On Mon, 19 Jul 1999 16:58:18 -0400 "John Clark" <firstname.lastname@example.org> writes:
> Ron Kean <email@example.com> Wrote:
> >According to the CRC Handbook of Chemistry and Physics, the
>second is the> >duration of 9,192,631,770 periods of the radiation
corresponding >to the> >transition between the two hyperfine levels of the ground state >of the> >atom of Cesium 133.
>Ok, but how long is a meter? If you define it as 1/299782458
that should be 1/299792458
of the >distance>light moves in one second that means that as your
>procedures>improve and you know the exact speed of light better the
length of a
Yes, that sounds correct. However I did not make the rules. The definition does not originate with me. The definition comes from the CRC Handbook, and ultimately by international scientific agreement, probably under the BIPM. It seems equally true that as measurement technology improves, the length of the meter, as measured, would also change under any of the previous definitions of the meter.
>You can't define everything as you wish and remain consistent.
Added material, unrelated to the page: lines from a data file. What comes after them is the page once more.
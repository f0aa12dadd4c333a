use crossterm::style::{Attribute, Attributes, Color, ContentStyle};

/// Styles and sizes the renderer draws controls with.
#[derive(Debug, Clone)]
pub struct Theme {
    /// Style of labels and captions.
    pub label: ContentStyle,
    /// Style of the value part of a control (box, switch, selection, track).
    pub value: ContentStyle,
    /// Style applied to the focused control's line.
    pub focused: ContentStyle,
    /// Style of disabled controls.
    pub disabled: ContentStyle,
    /// Number of cells between the brackets of a slider track.
    pub track_width: usize,
}

impl Default for Theme {
    fn default() -> Self {
        let mut value = ContentStyle::new();
        value.foreground_color = Some(Color::Cyan);

        let mut focused = ContentStyle::new();
        focused.attributes = Attributes::from(Attribute::Bold);

        let mut disabled = ContentStyle::new();
        disabled.foreground_color = Some(Color::DarkGrey);
        disabled.attributes = Attributes::from(Attribute::Dim);

        Self {
            label: ContentStyle::new(),
            value,
            focused,
            disabled,
            track_width: 24,
        }
    }
}

impl Theme {
    /// A theme without colors or attributes, for dumb terminals and tests.
    #[must_use]
    pub fn plain() -> Self {
        Self {
            label: ContentStyle::new(),
            value: ContentStyle::new(),
            focused: ContentStyle::new(),
            disabled: ContentStyle::new(),
            track_width: 24,
        }
    }

    /// Overrides the slider track width. Values below 2 are raised to 2.
    #[must_use]
    pub fn with_track_width(mut self, width: usize) -> Self {
        self.track_width = width.max(2);
        self
    }

    /// Overrides the style of the focused control.
    #[must_use]
    pub const fn with_focused(mut self, style: ContentStyle) -> Self {
        self.focused = style;
        self
    }

    /// Overrides the style of disabled controls.
    #[must_use]
    pub const fn with_disabled(mut self, style: ContentStyle) -> Self {
        self.disabled = style;
        self
    }
}
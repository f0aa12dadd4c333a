use std::io::{self, Stdout, Write};

use crossterm::{
    cursor::{Hide, MoveTo, Show},
    event::{self, Event, KeyEvent},
    execute, queue,
    style::PrintStyledContent,
    terminal::{self, Clear, ClearType, EnterAlternateScreen, LeaveAlternateScreen},
};

use crate::{error::TuiError, renderer::RenderFrame};

/// Where frames end up.
#[derive(Debug)]
enum Target {
    /// The process terminal, in raw mode on the alternate screen.
    Stdout(Stdout),
    /// The plain text of the last frame.
    Buffer(String),
}

/// Output target for rendered forms.
///
/// A stdout terminal enters raw mode and the alternate screen on creation and
/// restores both when dropped. A buffered terminal keeps the plain text of the
/// last frame, which is what tests inspect.
#[derive(Debug)]
pub struct Terminal {
    target: Target,
}

impl Terminal {
    /// Takes over the process terminal.
    ///
    /// # Errors
    ///
    /// Returns an error when raw mode or the alternate screen cannot be entered.
    pub fn stdout() -> Result<Self, TuiError> {
        let mut handle = io::stdout();
        terminal::enable_raw_mode()?;
        if let Err(err) = execute!(handle, EnterAlternateScreen, Hide) {
            let _ = terminal::disable_raw_mode();
            return Err(err.into());
        }
        Ok(Self {
            target: Target::Stdout(handle),
        })
    }

    /// Creates an in-memory terminal.
    #[must_use]
    pub const fn buffered() -> Self {
        Self {
            target: Target::Buffer(String::new()),
        }
    }

    /// Draws `frame`, replacing whatever was shown before.
    ///
    /// # Errors
    ///
    /// Returns an error when writing to the terminal fails.
    pub fn render(&mut self, frame: &RenderFrame) -> Result<(), TuiError> {
        match &mut self.target {
            Target::Stdout(handle) => {
                queue!(handle, MoveTo(0, 0), Clear(ClearType::All))?;
                for (row, line) in frame.lines().iter().enumerate() {
                    let row = u16::try_from(row).unwrap_or(u16::MAX);
                    queue!(handle, MoveTo(0, row))?;
                    for segment in line.segments() {
                        queue!(handle, PrintStyledContent(segment.as_styled_content()))?;
                    }
                }
                handle.flush()?;
            }
            Target::Buffer(buffer) => *buffer = frame.plain_text(),
        }
        Ok(())
    }

    /// Blocks until the next key press.
    ///
    /// # Errors
    ///
    /// Returns [`TuiError::TerminalUnavailable`] for a buffered terminal and an
    /// I/O error when reading input fails.
    pub fn next_key(&mut self) -> Result<KeyEvent, TuiError> {
        if matches!(self.target, Target::Buffer(_)) {
            return Err(TuiError::TerminalUnavailable);
        }
        loop {
            if let Event::Key(key) = event::read()? {
                return Ok(key);
            }
        }
    }

    /// Returns the text of the last frame when created via [`Self::buffered`].
    #[must_use]
    pub fn snapshot(&self) -> Option<&str> {
        match &self.target {
            Target::Buffer(buffer) => Some(buffer),
            Target::Stdout(_) => None,
        }
    }
}

impl Drop for Terminal {
    fn drop(&mut self) {
        if let Target::Stdout(handle) = &mut self.target {
            let _ = execute!(handle, Show, LeaveAlternateScreen);
            let _ = terminal::disable_raw_mode();
        }
    }
}
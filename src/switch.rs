//! A toggle switch bound to a boolean field.

use core::fmt;

use tracing::{debug, trace, warn};

use crate::{
    checkbox::read_bool,
    control::{Control, label_for},
    controls::{Binding, Controls, Field},
    error::{BindError, Result},
    view::{ChangeEvent, ControlView, Dispatch, SwitchView},
};

/// A labeled switch whose state is a boolean field of a caller-owned record.
///
/// Same contract as [`CheckboxControl`](crate::CheckboxControl), plus a
/// disabled state in which toggles are ignored.
pub struct SwitchControl<'a, C: Controls, F> {
    controls: &'a C,
    binding: Binding<'a, C, bool>,
    text: Option<String>,
    disabled: bool,
    update: F,
}

impl<'a, C, F> SwitchControl<'a, C, F>
where
    C: Controls,
    F: FnMut(&C::Key, bool),
{
    /// Binds a switch to the field named by `key`.
    pub fn new(controls: &'a C, key: impl Into<C::Key>, update: F) -> Self {
        Self {
            controls,
            binding: Binding::Key(key.into()),
            text: None,
            disabled: false,
            update,
        }
    }

    /// Binds a switch through a typed boolean field.
    pub fn bound(controls: &'a C, field: Field<C, bool>, update: F) -> Self
    where
        C: 'a,
    {
        Self {
            controls,
            binding: Binding::typed(field, core::convert::identity),
            text: None,
            disabled: false,
            update,
        }
    }

    /// Overrides the label. Defaults to the key name.
    #[must_use]
    pub fn text(mut self, text: impl Into<String>) -> Self {
        self.text = Some(text.into());
        self
    }

    /// Suppresses interaction.
    #[must_use]
    pub fn disabled(mut self, disabled: bool) -> Self {
        self.disabled = disabled;
        self
    }

    /// The bound key.
    pub const fn key(&self) -> &C::Key {
        self.binding.key()
    }

    /// Renders the switch against the current snapshot.
    ///
    /// # Errors
    ///
    /// Returns [`BindError::TypeMismatch`] when the bound field is not a boolean.
    pub fn render(&self) -> Result<SwitchView> {
        let checked = read_bool(self.controls, &self.binding)
            .inspect_err(|err| warn!(key = self.binding.name(), %err, "switch render failed"))?;
        Ok(SwitchView {
            label: label_for(self.text.as_deref(), self.binding.name()),
            checked,
            disabled: self.disabled,
        })
    }

    /// Handles the user flipping the switch to `checked`.
    ///
    /// Reports it once unless the switch is disabled.
    ///
    /// # Errors
    ///
    /// Returns [`BindError::TypeMismatch`] when the bound field is not a
    /// boolean; the callback is not invoked.
    pub fn toggle(&mut self, checked: bool) -> Result<Dispatch> {
        if self.disabled {
            debug!(key = self.binding.name(), checked, "ignored toggle on disabled switch");
            return Ok(Dispatch::Disabled);
        }
        read_bool(self.controls, &self.binding)?;
        trace!(key = self.binding.name(), checked, "switch toggled");
        (self.update)(self.binding.key(), checked);
        Ok(Dispatch::Sent)
    }
}

impl<C, F> Control for SwitchControl<'_, C, F>
where
    C: Controls,
    F: FnMut(&C::Key, bool),
{
    fn key_name(&self) -> &str {
        self.binding.name()
    }

    fn view(&self) -> Result<ControlView> {
        self.render().map(ControlView::from)
    }

    fn dispatch(&mut self, event: ChangeEvent) -> Result<Dispatch> {
        match event {
            ChangeEvent::Toggle(checked) => self.toggle(checked),
            _ => Err(BindError::EventMismatch {
                key: self.binding.name().to_owned(),
                control: "switch",
            }),
        }
    }
}

impl<C: Controls, F> fmt::Debug for SwitchControl<'_, C, F> {
    fn fmt(&self, f: &mut fmt::Formatter<'_>) -> fmt::Result {
        f.debug_struct("SwitchControl")
            .field("binding", &self.binding)
            .field("text", &self.text)
            .field("disabled", &self.disabled)
            .finish_non_exhaustive()
    }
}

#[cfg(test)]
mod tests {
    use super::*;
    use std::collections::HashMap;

    use crate::value::{FieldValue, ValueKind};

    fn controls(value: FieldValue<'static>) -> HashMap<String, FieldValue<'static>> {
        HashMap::from([("legato".to_owned(), value)])
    }

    #[test]
    fn checked_follows_field() {
        for value in [true, false] {
            let controls = controls(FieldValue::Bool(value));
            let view = SwitchControl::new(&controls, "legato", |_: &String, _| {})
                .render()
                .unwrap();
            assert_eq!(view.checked, value);
            assert!(!view.disabled);
        }
    }

    #[test]
    fn non_booleans_fail() {
        let controls = controls(FieldValue::Number(1.0));
        let err = SwitchControl::new(&controls, "legato", |_: &String, _| {})
            .render()
            .unwrap_err();
        assert_eq!(
            err,
            BindError::TypeMismatch {
                key: "legato".into(),
                expected: ValueKind::Boolean,
                found: ValueKind::Number,
            }
        );
    }

    #[test]
    fn toggle_reports_once() {
        let controls = controls(FieldValue::Bool(true));
        let mut calls = Vec::new();
        let mut switch = SwitchControl::new(&controls, "legato", |key: &String, value| {
            calls.push((key.clone(), value));
        });
        assert_eq!(switch.toggle(false).unwrap(), Dispatch::Sent);
        drop(switch);
        assert_eq!(calls, [("legato".to_owned(), false)]);
    }

    #[test]
    fn disabled_suppresses_toggles() {
        let controls = controls(FieldValue::Bool(true));
        let mut calls = 0;
        let mut switch =
            SwitchControl::new(&controls, "legato", |_: &String, _| calls += 1).disabled(true);
        assert!(switch.render().unwrap().disabled);
        assert_eq!(switch.toggle(false).unwrap(), Dispatch::Disabled);
        let control: &mut dyn Control = &mut switch;
        assert_eq!(control.dispatch(ChangeEvent::Toggle(false)).unwrap(), Dispatch::Disabled);
        drop(switch);
        assert_eq!(calls, 0);
    }
}
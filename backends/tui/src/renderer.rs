use crossterm::style::{ContentStyle, StyledContent};
use formbind::{
    CheckboxView, Control, ControlView, SelectItem, SelectView, SliderView, SwitchView,
    value::format_number,
};
use unicode_width::UnicodeWidthStr;

use crate::{error::TuiError, theme::Theme};

/// Represents a fully resolved frame ready to be drawn to the terminal.
#[derive(Debug, Default, Clone)]
pub struct RenderFrame {
    lines: Vec<RenderLine>,
}

impl RenderFrame {
    /// Appends an empty line and returns it for filling.
    pub fn push_line(&mut self) -> &mut RenderLine {
        self.lines.push(RenderLine::default());
        let last = self.lines.len() - 1;
        &mut self.lines[last]
    }

    /// Returns the set of lines recorded in this frame.
    #[must_use]
    pub fn lines(&self) -> &[RenderLine] {
        &self.lines
    }

    /// Appends every line of `other`.
    pub fn extend(&mut self, other: Self) {
        self.lines.extend(other.lines);
    }

    /// The frame's text without styling, lines joined by `\n`.
    #[must_use]
    pub fn plain_text(&self) -> String {
        self.lines
            .iter()
            .map(RenderLine::plain_text)
            .collect::<Vec<_>>()
            .join("\n")
    }
}

/// Representation of a single line in the terminal output.
#[derive(Debug, Default, Clone)]
pub struct RenderLine {
    segments: Vec<RenderSegment>,
}

impl RenderLine {
    /// Pushes a new segment onto the line.
    pub fn push(&mut self, segment: RenderSegment) -> &mut Self {
        self.segments.push(segment);
        self
    }

    /// Returns the list of segments contained in this line.
    #[must_use]
    pub fn segments(&self) -> &[RenderSegment] {
        &self.segments
    }

    /// The line's text without styling.
    #[must_use]
    pub fn plain_text(&self) -> String {
        self.segments.iter().map(RenderSegment::content).collect()
    }
}

/// Atomic piece of content rendered on a line.
#[derive(Debug, Clone)]
pub struct RenderSegment {
    content: String,
    style: ContentStyle,
}

impl RenderSegment {
    /// Creates a plain (unstyled) segment.
    pub fn plain(content: impl Into<String>) -> Self {
        Self::styled(content, ContentStyle::new())
    }

    /// Creates a segment with custom styling.
    pub fn styled(content: impl Into<String>, style: ContentStyle) -> Self {
        Self {
            content: content.into(),
            style,
        }
    }

    /// Borrows the raw text stored in this segment.
    #[must_use]
    pub fn content(&self) -> &str {
        &self.content
    }

    /// The segment's style.
    #[must_use]
    pub const fn style(&self) -> ContentStyle {
        self.style
    }

    /// Converts this segment into a [`StyledContent`] for printing through crossterm.
    #[must_use]
    pub fn as_styled_content(&self) -> StyledContent<String> {
        self.style.apply(self.content.clone())
    }
}

const FOCUS_MARKER: &str = "› ";
const BLANK_MARKER: &str = "  ";

/// Turns rendered control views into terminal frames.
#[derive(Debug, Clone, Default)]
pub struct Renderer {
    theme: Theme,
}

impl Renderer {
    /// Creates a renderer drawing with `theme`.
    #[must_use]
    pub const fn new(theme: Theme) -> Self {
        Self { theme }
    }

    /// The theme in use.
    #[must_use]
    pub const fn theme(&self) -> &Theme {
        &self.theme
    }

    /// Renders every control, marking the one at `focus`.
    ///
    /// # Errors
    ///
    /// Returns the first control's binding error; nothing is drawn for a form
    /// with a broken control.
    pub fn render_controls(
        &self,
        controls: &[&mut dyn Control],
        focus: Option<usize>,
    ) -> Result<RenderFrame, TuiError> {
        let views = controls
            .iter()
            .map(|control| control.view())
            .collect::<Result<Vec<_>, _>>()?;
        Ok(self.render_views(&views, focus))
    }

    /// Renders a list of views with aligned labels, marking the one at `focus`.
    #[must_use]
    pub fn render_views(&self, views: &[ControlView], focus: Option<usize>) -> RenderFrame {
        let width = views
            .iter()
            .filter(|view| !matches!(view, ControlView::Slider(_)))
            .map(|view| view.label().width())
            .max()
            .unwrap_or(0);
        let mut frame = RenderFrame::default();
        for (index, view) in views.iter().enumerate() {
            frame.extend(self.render_view(view, focus == Some(index), width));
        }
        frame
    }

    /// Renders a single view.
    #[must_use]
    pub fn render(&self, view: &ControlView, focused: bool) -> RenderFrame {
        self.render_view(view, focused, view.label().width())
    }

    fn render_view(&self, view: &ControlView, focused: bool, label_width: usize) -> RenderFrame {
        let mut frame = RenderFrame::default();
        let styles = Styles::new(&self.theme, focused, view.is_disabled());
        let line = frame.push_line();
        line.push(RenderSegment::styled(
            if focused { FOCUS_MARKER } else { BLANK_MARKER },
            styles.label,
        ));
        match view {
            ControlView::Checkbox(view) => Self::render_checkbox(line, &styles, view, label_width),
            ControlView::Switch(view) => Self::render_switch(line, &styles, view, label_width),
            ControlView::Select(view) => Self::render_select(line, &styles, view, label_width),
            ControlView::Slider(view) => {
                line.push(RenderSegment::styled(view.caption.clone(), styles.label));
                let track = frame.push_line();
                self.render_track(track, &styles, view);
            }
        }
        frame
    }

    fn render_checkbox(line: &mut RenderLine, styles: &Styles, view: &CheckboxView, width: usize) {
        let mark = if view.checked { "[x]" } else { "[ ]" };
        line.push(RenderSegment::styled(pad(&view.label, width), styles.label))
            .push(RenderSegment::plain(" "))
            .push(RenderSegment::styled(mark, styles.value));
    }

    fn render_switch(line: &mut RenderLine, styles: &Styles, view: &SwitchView, width: usize) {
        let mark = if view.checked { "[ ON]" } else { "[OFF]" };
        line.push(RenderSegment::styled(pad(&view.label, width), styles.label))
            .push(RenderSegment::plain(" "))
            .push(RenderSegment::styled(mark, styles.value));
    }

    fn render_select(line: &mut RenderLine, styles: &Styles, view: &SelectView, width: usize) {
        let shown = view.selected_item().map_or_else(
            || view.selected.clone(),
            |item| {
                if item.is_none {
                    SelectItem::NONE_LABEL.to_owned()
                } else {
                    item.label.clone()
                }
            },
        );
        line.push(RenderSegment::styled(pad(&view.label, width), styles.label))
            .push(RenderSegment::plain(" "))
            .push(RenderSegment::styled(format!("‹ {shown} ›"), styles.value));
    }

    fn render_track(&self, line: &mut RenderLine, styles: &Styles, view: &SliderView) {
        let cells = self.theme.track_width.max(2);
        #[allow(
            clippy::cast_possible_truncation,
            clippy::cast_sign_loss,
            clippy::cast_precision_loss
        )]
        let knob = (view.fraction() * (cells - 1) as f64).round() as usize;
        let track: String = (0..cells)
            .map(|cell| match cell.cmp(&knob) {
                core::cmp::Ordering::Less => '=',
                core::cmp::Ordering::Equal => '●',
                core::cmp::Ordering::Greater => '-',
            })
            .collect();
        line.push(RenderSegment::plain(BLANK_MARKER))
            .push(RenderSegment::styled(format_number(view.min), styles.label))
            .push(RenderSegment::plain(" ["))
            .push(RenderSegment::styled(track, styles.value))
            .push(RenderSegment::plain("] "))
            .push(RenderSegment::styled(format_number(view.max), styles.label));
    }
}

/// Resolved styles for one control.
struct Styles {
    label: ContentStyle,
    value: ContentStyle,
}

impl Styles {
    fn new(theme: &Theme, focused: bool, disabled: bool) -> Self {
        let mut label = theme.label;
        let mut value = theme.value;
        if disabled {
            label = theme.disabled;
            value = theme.disabled;
        }
        if focused {
            label = overlay(label, theme.focused);
            value = overlay(value, theme.focused);
        }
        Self { label, value }
    }
}

fn overlay(base: ContentStyle, top: ContentStyle) -> ContentStyle {
    let mut style = base;
    if top.foreground_color.is_some() {
        style.foreground_color = top.foreground_color;
    }
    if top.background_color.is_some() {
        style.background_color = top.background_color;
    }
    style.attributes = base.attributes | top.attributes;
    style
}

/// Pads `label` with spaces to `width` terminal cells.
fn pad(label: &str, width: usize) -> String {
    let fill = width.saturating_sub(label.width());
    format!("{label}{}", " ".repeat(fill))
}

#[cfg(test)]
mod tests {
    use super::*;
    use formbind::{CheckboxControl, DropDownControl, SliderControl, SwitchControl};
    use serde_json::json;

    fn plain() -> Renderer {
        Renderer::new(Theme::plain().with_track_width(5))
    }

    #[test]
    fn renders_each_kind() {
        let controls = json!({ "muted": true, "legato": false, "wave": "saw", "gain": 5 });
        let mut checkbox = CheckboxControl::new(&controls, "muted", |_: &String, _| {});
        let mut switch = SwitchControl::new(&controls, "legato", |_: &String, _| {});
        let mut dropdown =
            DropDownControl::new(&controls, "wave", [("sine", "Sine"), ("saw", "Saw")], |_: &String, _| {});
        let mut slider = SliderControl::new(&controls, "gain", 0.0, 10.0, |_: &String, _| {});
        let form: [&mut dyn Control; 4] = [&mut checkbox, &mut switch, &mut dropdown, &mut slider];

        let frame = plain().render_controls(&form, Some(0)).unwrap();
        assert_eq!(
            frame.plain_text(),
            "› muted  [x]\n  legato [OFF]\n  wave   ‹ Saw ›\n  gain: 5\n  0 [==●--] 10"
        );
    }

    #[test]
    fn none_item_and_unmatched_selection() {
        let absent = json!({});
        let view = DropDownControl::new(&absent, "wave", [("sine", "Sine")], |_: &String, _| {})
            .none_option(true)
            .render()
            .unwrap();
        let frame = plain().render(&view.into(), false);
        assert_eq!(frame.plain_text(), "  wave ‹ None ›");

        let numeric = json!({ "wave": 3 });
        let view = DropDownControl::new(&numeric, "wave", [("sine", "Sine")], |_: &String, _| {})
            .render()
            .unwrap();
        assert_eq!(plain().render(&view.into(), false).plain_text(), "  wave ‹ 3 ›");
    }

    #[test]
    fn broken_control_fails_the_frame() {
        let controls = json!({ "muted": 1 });
        let mut checkbox = CheckboxControl::new(&controls, "muted", |_: &String, _| {});
        let form: [&mut dyn Control; 1] = [&mut checkbox];
        assert!(matches!(
            plain().render_controls(&form, None),
            Err(TuiError::Bind(_))
        ));
    }

    #[test]
    fn labels_pad_by_display_width() {
        assert_eq!(pad("音量", 6), "音量  ");
        assert_eq!(pad("gain", 2), "gain");
    }
}
//! Edits a synth patch with every formbind control.
//!
//! Arrow keys or `Tab` move between controls, `Space`/`Enter`/`Left`/`Right`
//! change them and `q` or `Esc` quits. Logs go to stderr; set `RUST_LOG=debug`
//! and redirect stderr to a file to follow the dispatched events.

use std::{cell::RefCell, error::Error};

use formbind::{CheckboxControl, Control, Controls, DropDownControl, SliderControl, SwitchControl};
use formbind_tui::{FormApp, FormAppBuilder, KeyCode, TuiError};
use tracing::{debug, info, warn};
use tracing_subscriber::EnvFilter;

const WAVES: [(&str, &str); 4] = [
    ("sine", "Sine"),
    ("triangle", "Triangle"),
    ("saw", "Saw"),
    ("square", "Square"),
];

/// The patch being edited.
#[derive(Debug, Clone, Controls)]
struct Synth {
    /// Oscillator shape; empty when no oscillator is selected.
    wave: String,
    muted: bool,
    legato: bool,
    /// Not available on this model.
    arpeggiator: bool,
    /// Filter cutoff in kHz.
    cutoff: f64,
    #[controls(skip)]
    name: String,
}

#[derive(Debug)]
enum Edit {
    Select(String),
    Toggle(SynthKey, bool),
    Slide(SynthKey, f64),
}

impl Synth {
    fn apply(&mut self, edit: Edit) {
        match edit {
            Edit::Select(wave) => self.wave = wave,
            Edit::Toggle(SynthKey::Muted, value) => self.muted = value,
            Edit::Toggle(SynthKey::Legato, value) => self.legato = value,
            Edit::Toggle(SynthKey::Arpeggiator, value) => self.arpeggiator = value,
            Edit::Slide(SynthKey::Cutoff, value) => self.cutoff = value,
            edit => warn!(?edit, "edit does not match its field"),
        }
    }
}

fn run(app: &mut FormApp, synth: &mut Synth) -> Result<(), TuiError> {
    loop {
        let edits = RefCell::new(Vec::<Edit>::new());
        {
            let record: &Synth = synth;
            let push = |edit: Edit| edits.borrow_mut().push(edit);
            let mut wave = DropDownControl::bound(record, Synth::WAVE, WAVES, |_: &SynthKey, value| {
                push(Edit::Select(value));
            })
            .text("Waveform")
            .none_option(true);
            let mut muted = CheckboxControl::bound(record, Synth::MUTED, |key: &SynthKey, value| {
                push(Edit::Toggle(*key, value));
            })
            .text("Mute");
            let mut legato = SwitchControl::bound(record, Synth::LEGATO, |key: &SynthKey, value| {
                push(Edit::Toggle(*key, value));
            })
            .text("Legato");
            let mut arpeggiator =
                SwitchControl::bound(record, Synth::ARPEGGIATOR, |key: &SynthKey, value| {
                    push(Edit::Toggle(*key, value));
                })
                .text("Arpeggiator")
                .disabled(true);
            let mut cutoff =
                SliderControl::bound(record, Synth::CUTOFF, 0.5, 20.0, |key: &SynthKey, value| {
                    push(Edit::Slide(*key, value));
                })
                .step(0.5)
                .text("Cutoff (kHz)");

            let mut form: [&mut dyn Control; 5] =
                [&mut wave, &mut muted, &mut legato, &mut arpeggiator, &mut cutoff];
            app.draw(&form)?;

            let key = app.next_key()?;
            if matches!(key.code, KeyCode::Char('q') | KeyCode::Esc) {
                return Ok(());
            }
            match app.handle_key(&mut form, key) {
                Ok(Some(outcome)) => debug!(?outcome, focus = app.focus(), "key handled"),
                Ok(None) => {}
                Err(TuiError::Bind(err)) => warn!(%err, "control rejected the key"),
                Err(err) => return Err(err),
            }
        }
        for edit in edits.into_inner() {
            synth.apply(edit);
        }
    }
}

fn main() -> Result<(), Box<dyn Error>> {
    tracing_subscriber::fmt()
        .with_env_filter(EnvFilter::from_default_env())
        .with_writer(std::io::stderr)
        .init();

    let mut synth = Synth {
        wave: "saw".to_owned(),
        muted: false,
        legato: true,
        arpeggiator: false,
        cutoff: 8.0,
        name: "Init".to_owned(),
    };
    info!(patch = %synth.name, "editing patch");

    {
        let mut app = FormAppBuilder::new().build()?;
        run(&mut app, &mut synth)?;
    }

    println!("{synth:#?}");
    Ok(())
}
#![allow(clippy::multiple_crate_versions)]

//! Terminal backend for `formbind` controls.
//!
//! [`FormApp`] draws a list of controls, one per line, and turns key presses
//! into the change events the controls understand. The form state stays with
//! the caller: controls are rebuilt against the current record for every frame
//! and report edits through their update callbacks.

pub use crate::app::{FormApp, FormAppBuilder};
pub use crate::input::event_for;
pub use crate::renderer::{RenderFrame, RenderLine, RenderSegment, Renderer};
pub use crate::terminal::Terminal;
pub use crate::theme::Theme;
pub use crossterm::event::{KeyCode, KeyEvent, KeyEventKind, KeyModifiers};

mod app;
mod error;
pub mod input;
mod renderer;
mod terminal;
mod theme;

pub use error::TuiError;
Please don't blame me; I did not make the definition. My guess is that by the mid 1980s the speed of light had been measured to an accuracy as fine as the precision of the Krypton 86 definition of the meter, so it was decided to make the second and the speed of light the primary standards for defining the meter, rather than using the second and the meter as primary standards, as under the older system. I don't see any inconsistency under either system. Under the old system the speed of light 'changes' as measurement become more refined. Under the new system the meter 'changes' as measurement become more refined. I suspect the sentiment was that it is better to have something fundamental such as the speed of light remain constant by definition, rather than have something artificial (the meter) be arbitrarily held constant which results in a fundamental constant (the speed of light) changing. And since under the old system the meter was defined in a way that required a physical measurement to reproduce, the meter would change anyway as the measurement technology changed. So the new system would seem to be an improvement.
In the >last century>the Indiana state legislature tried to pass a law
decreeing that the >exact value of PI>was 4. It missed becoming law by
one vote, but probably wouldn't have >worked anyway.
> John K Clark firstname.lastname@example.org
The version of the story I heard was that Kentucky or Tennessee had considered defining pi as 3. Legal definitions of units are usually made to provide a basis for settling commercial disputes, and it does not really matter to physics that those legal definitions are somewhat inaccurate, nor does it matter much to commerce, since for commerce it is more important to have an agreed and easily implemented definition than it is for the definition to be highly accurate.
Back in the 1790s the US by law defined the gallon as 231 cubic inches. Since then, the length of the inch has changed several times. So every time that happened the gallon changed. But it caused no commercial problem because the changes were minuscule. The Imperial (British, Canadian) gallon was defined in a very different way. That gallon was the volume taken by 10 pounds of water at 62 degrees F.
Likewise, defining pi as 3 may have been proposed for some commercial uses, not for scientific use. 22/7 is a good approximation of pi, but at the time lawmakers may have thought that fractions are too complicated for many people (including, perhaps, them) and that a 'simple' definition is better. If a commodity such as rope is being sold in a coil with a known number of turns, its length can be estimated by counting the turns, measuring the diameter of the coil, and multiplying by pi.